Redefining Burn Care: How Dr. Kevin Foster Is Advancing Healing With Spray-On Skin Cell Technology

Updated on December 22, 2025

For decades, burn surgeons in the United States have followed largely the same playbook. While critical care, antibiotics, and wound dressings have advanced, the surgical approach to closing severe burn wounds has remained fundamentally unchanged since the late twentieth century. That reality is precisely what made Dr. Kevin Foster pause when he first encountered an autologous skin cell suspension (ASCS) known as Spray-On Skin™ Cells.

“As a burn surgeon, I was struck by how different it was from anything we had been using,” says Dr.

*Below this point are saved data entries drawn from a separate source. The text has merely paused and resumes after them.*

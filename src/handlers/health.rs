use axum::{extract::State, http::StatusCode, response::IntoResponse, Json};
use serde::{Deserialize, Serialize};
use std::time::Instant;

use crate::{db::check_connection, AppState};

/// Component health status
#[derive(Debug, Clone, Copy, PartialEq, Eq, Serialize, Deserialize)]
#[serde(rename_all = "lowercase")]
pub enum ComponentStatus {
    Up,
    Down,
}

#[derive(Debug, Clone, Serialize, Deserialize)]
pub struct HealthResponse {
    pub status: ComponentStatus,
    pub version: String,
    pub timestamp: String,
    pub database: ComponentStatus,
    pub response_time_ms: u128,
}

/// Readiness probe: the service is healthy when the database answers a ping
pub async fn health_check(State(state): State<AppState>) -> impl IntoResponse {
    let start = Instant::now();
    let database = match check_connection(&state.db).await {
        Ok(()) => ComponentStatus::Up,
        Err(_) => ComponentStatus::Down,
    };

    let status_code = if database == ComponentStatus::Up {
        StatusCode::OK
    } else {
        StatusCode::SERVICE_UNAVAILABLE
    };

    let body = HealthResponse {
        status: database,
        version: env!("CARGO_PKG_VERSION").to_string(),
        timestamp: chrono::Utc::now().to_rfc3339(),
        database,
        response_time_ms: start.elapsed().as_millis(),
    };

    (status_code, Json(body))
}
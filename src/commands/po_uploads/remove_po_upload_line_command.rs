use crate::{
    commands::Command,
    db::DbPool,
    errors::ServiceError,
    metrics::record_failure,
    services::po_uploads::{ensure_lines_editable, find_line, find_upload, refresh_sku_status},
};
use sea_orm::{ModelTrait, TransactionTrait};
use serde::{Deserialize, Serialize};
use std::sync::Arc;
use tracing::{error, info, instrument};

#[derive(Debug, Clone, Serialize, Deserialize)]
pub struct RemovePoUploadLineCommand {
    pub upload_id: i64,
    pub line_id: i64,
}

#[async_trait::async_trait]
impl Command for RemovePoUploadLineCommand {
    type Result = ();

    #[instrument(skip(self, db_pool), fields(upload_id = self.upload_id, line_id = self.line_id))]
    async fn execute(&self, db_pool: Arc<DbPool>) -> Result<Self::Result, ServiceError> {
        self.remove_line(&db_pool).await.map_err(|e| {
            record_failure("remove_line", &e);
            error!(error = %e, "Failed to remove PO upload line");
            e
        })?;

        info!(upload_id = self.upload_id, line_id = self.line_id, "PO upload line removed");
        Ok(())
    }
}

impl RemovePoUploadLineCommand {
    async fn remove_line(&self, db: &DbPool) -> Result<(), ServiceError> {
        let txn = db.begin().await?;

        let upload = find_upload(&txn, self.upload_id).await?;
        ensure_lines_editable(&upload)?;

        let line = find_line(&txn, upload.id, self.line_id).await?;
        line.delete(&txn).await?;
        refresh_sku_status(&txn, upload).await?;

        txn.commit().await?;
        Ok(())
    }
}
//! PO upload API
//!
//! Intake of purchase-order lines, SKU validation against the product catalog
//! and generation of draft quotations grouped by buyer order number.
#![forbid(unsafe_code)]
#![deny(rust_2018_idioms)]
#![allow(elided_lifetimes_in_paths)]
#![warn(clippy::all, clippy::perf, clippy::dbg_macro)]

pub mod commands;
pub mod config;
pub mod db;
pub mod entities;
pub mod errors;
pub mod handlers;
pub mod metrics;
pub mod migrator;
pub mod services;

use axum::{
    http::{header, StatusCode},
    response::IntoResponse,
    routing::get,
    Router,
};
use sea_orm::DatabaseConnection;
use std::sync::Arc;
use tower_http::trace::TraceLayer;

use crate::services::po_uploads::PoUploadService;

// App state definition
#[derive(Clone)]
pub struct AppState {
    pub db: Arc<DatabaseConnection>,
    pub config: config::AppConfig,
    pub po_uploads: Arc<PoUploadService>,
}

impl AppState {
    pub fn new(db: Arc<DatabaseConnection>, config: config::AppConfig) -> Self {
        let po_uploads = PoUploadService::new(db.clone())
            .with_page_sizes(config.api_default_page_size, config.api_max_page_size);
        Self {
            db,
            config,
            po_uploads: Arc::new(po_uploads),
        }
    }
}

/// Versioned API routes
pub fn api_v1_routes() -> Router<AppState> {
    Router::new().nest("/po-uploads", handlers::po_uploads::po_upload_routes())
}

/// Full application router with health and metrics endpoints
pub fn app_router(state: AppState) -> Router {
    Router::new()
        .route("/health", get(handlers::health::health_check))
        .route("/metrics", get(metrics_handler))
        .nest("/api/v1", api_v1_routes())
        .layer(TraceLayer::new_for_http())
        .with_state(state)
}

async fn metrics_handler() -> Result<impl IntoResponse, errors::ServiceError> {
    let body = metrics::export_metrics()?;
    Ok((
        StatusCode::OK,
        [(header::CONTENT_TYPE, "text/plain; version=0.0.4")],
        body,
    ))
}
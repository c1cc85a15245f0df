use rust_decimal::Decimal;
use sea_orm::entity::prelude::*;
use serde::{Deserialize, Serialize};

#[derive(Clone, Debug, PartialEq, DeriveEntityModel, Serialize, Deserialize)]
#[sea_orm(table_name = "product_templates")]
pub struct Model {
    #[sea_orm(primary_key)]
    pub id: i64,
    pub name: String,
    /// Buyer style identifier that upload SKUs are matched against.
    pub buyer_style_no: Option<String>,
    #[sea_orm(column_type = "Decimal(Some((16, 4)))")]
    pub list_price: Decimal,
    pub created_at: DateTimeUtc,
    pub updated_at: DateTimeUtc,
}

#[derive(Copy, Clone, Debug, EnumIter, DeriveRelation)]
pub enum Relation {
    #[sea_orm(has_many = "super::product_variant::Entity")]
    ProductVariants,
}

impl Related<super::product_variant::Entity> for Entity {
    fn to() -> RelationDef {
        Relation::ProductVariants.def()
    }
}

impl ActiveModelBehavior for ActiveModel {}
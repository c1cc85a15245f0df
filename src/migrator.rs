use sea_orm_migration::prelude::*;

pub struct Migrator;

#[async_trait::async_trait]
impl MigratorTrait for Migrator {
    fn migrations() -> Vec<Box<dyn MigrationTrait>> {
        vec![
            Box::new(m20250301_000001_create_partners_table::Migration),
            Box::new(m20250301_000002_create_catalog_tables::Migration),
            Box::new(m20250301_000003_create_sales_order_tables::Migration),
            Box::new(m20250301_000004_create_sequences_table::Migration),
            Box::new(m20250301_000005_create_po_upload_tables::Migration),
        ]
    }
}

// Migration implementations

mod m20250301_000001_create_partners_table {

    use sea_orm_migration::prelude::*;

    pub struct Migration;

    impl MigrationName for Migration {
        fn name(&self) -> &str {
            "m20250301_000001_create_partners_table"
        }
    }

    #[async_trait::async_trait]
    impl MigrationTrait for Migration {
        async fn up(&self, manager: &SchemaManager) -> Result<(), DbErr> {
            manager
                .create_table(
                    Table::create()
                        .table(Partners::Table)
                        .if_not_exists()
                        .col(
                            ColumnDef::new(Partners::Id)
                                .big_integer()
                                .not_null()
                                .auto_increment()
                                .primary_key(),
                        )
                        .col(ColumnDef::new(Partners::Name).string().not_null())
                        .col(
                            ColumnDef::new(Partners::IsCompany)
                                .boolean()
                                .not_null()
                                .default(false),
                        )
                        .col(
                            ColumnDef::new(Partners::CustomerRank)
                                .integer()
                                .not_null()
                                .default(0),
                        )
                        .col(
                            ColumnDef::new(Partners::SupplierRank)
                                .integer()
                                .not_null()
                                .default(0),
                        )
                        .col(
                            ColumnDef::new(Partners::CreatedAt)
                                .timestamp_with_time_zone()
                                .not_null(),
                        )
                        .col(
                            ColumnDef::new(Partners::UpdatedAt)
                                .timestamp_with_time_zone()
                                .not_null(),
                        )
                        .to_owned(),
                )
                .await
        }

        async fn down(&self, manager: &SchemaManager) -> Result<(), DbErr> {
            manager
                .drop_table(Table::drop().table(Partners::Table).to_owned())
                .await
        }
    }

    #[derive(DeriveIden)]
    pub enum Partners {
        Table,
        Id,
        Name,
        IsCompany,
        CustomerRank,
        SupplierRank,
        CreatedAt,
        UpdatedAt,
    }
}

mod m20250301_000002_create_catalog_tables {

    use sea_orm_migration::prelude::*;

    pub struct Migration;

    impl MigrationName for Migration {
        fn name(&self) -> &str {
            "m20250301_000002_create_catalog_tables"
        }
    }

    #[async_trait::async_trait]
    impl MigrationTrait for Migration {
        async fn up(&self, manager: &SchemaManager) -> Result<(), DbErr> {
            manager
                .create_table(
                    Table::create()
                        .table(ProductTemplates::Table)
                        .if_not_exists()
                        .col(
                            ColumnDef::new(ProductTemplates::Id)
                                .big_integer()
                                .not_null()
                                .auto_increment()
                                .primary_key(),
                        )
                        .col(ColumnDef::new(ProductTemplates::Name).string().not_null())
                        .col(ColumnDef::new(ProductTemplates::BuyerStyleNo).string().null())
                        .col(
                            ColumnDef::new(ProductTemplates::ListPrice)
                                .decimal_len(16, 4)
                                .not_null()
                                .default(0),
                        )
                        .col(
                            ColumnDef::new(ProductTemplates::CreatedAt)
                                .timestamp_with_time_zone()
                                .not_null(),
                        )
                        .col(
                            ColumnDef::new(ProductTemplates::UpdatedAt)
                                .timestamp_with_time_zone()
                                .not_null(),
                        )
                        .to_owned(),
                )
                .await?;

            // SKU validation looks templates up by style number
            manager
                .create_index(
                    Index::create()
                        .name("idx_product_templates_buyer_style_no")
                        .table(ProductTemplates::Table)
                        .col(ProductTemplates::BuyerStyleNo)
                        .to_owned(),
                )
                .await?;

            manager
                .create_table(
                    Table::create()
                        .table(ProductVariants::Table)
                        .if_not_exists()
                        .col(
                            ColumnDef::new(ProductVariants::Id)
                                .big_integer()
                                .not_null()
                                .auto_increment()
                                .primary_key(),
                        )
                        .col(
                            ColumnDef::new(ProductVariants::ProductTemplateId)
                                .big_integer()
                                .not_null(),
                        )
                        .col(ColumnDef::new(ProductVariants::DefaultCode).string().null())
                        .col(
                            ColumnDef::new(ProductVariants::CreatedAt)
                                .timestamp_with_time_zone()
                                .not_null(),
                        )
                        .col(
                            ColumnDef::new(ProductVariants::UpdatedAt)
                                .timestamp_with_time_zone()
                                .not_null(),
                        )
                        .foreign_key(
                            ForeignKey::create()
                                .name("fk_product_variants_template")
                                .from(ProductVariants::Table, ProductVariants::ProductTemplateId)
                                .to(ProductTemplates::Table, ProductTemplates::Id)
                                .on_delete(ForeignKeyAction::Cascade),
                        )
                        .to_owned(),
                )
                .await
        }

        async fn down(&self, manager: &SchemaManager) -> Result<(), DbErr> {
            manager
                .drop_table(Table::drop().table(ProductVariants::Table).to_owned())
                .await?;
            manager
                .drop_table(Table::drop().table(ProductTemplates::Table).to_owned())
                .await
        }
    }

    #[derive(DeriveIden)]
    pub enum ProductTemplates {
        Table,
        Id,
        Name,
        BuyerStyleNo,
        ListPrice,
        CreatedAt,
        UpdatedAt,
    }

    #[derive(DeriveIden)]
    pub enum ProductVariants {
        Table,
        Id,
        ProductTemplateId,
        DefaultCode,
        CreatedAt,
        UpdatedAt,
    }
}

Foster, Medical Director of the Valleywise Health Arizona Burn Center. “Burn surgery in the U.S. had not changed much in decades, so a technique that offered a new way to help these patients immediately caught my attention.”

Today, Dr. Foster is recognized as one of the earliest adopters of Spray-On Skin Cells in the United States. This innovative acute wound therapy is created using a device known as RECELL®, which enables surgeons to prepare an ASCS suspension from a small sample of a patient’s own skin to promote rapid wound closure. His pioneering work, beginning years before the technology received FDA approval, has helped establish a new standard of care for patients with severe burns and complex wounds, offering a faster path to healing and recovery.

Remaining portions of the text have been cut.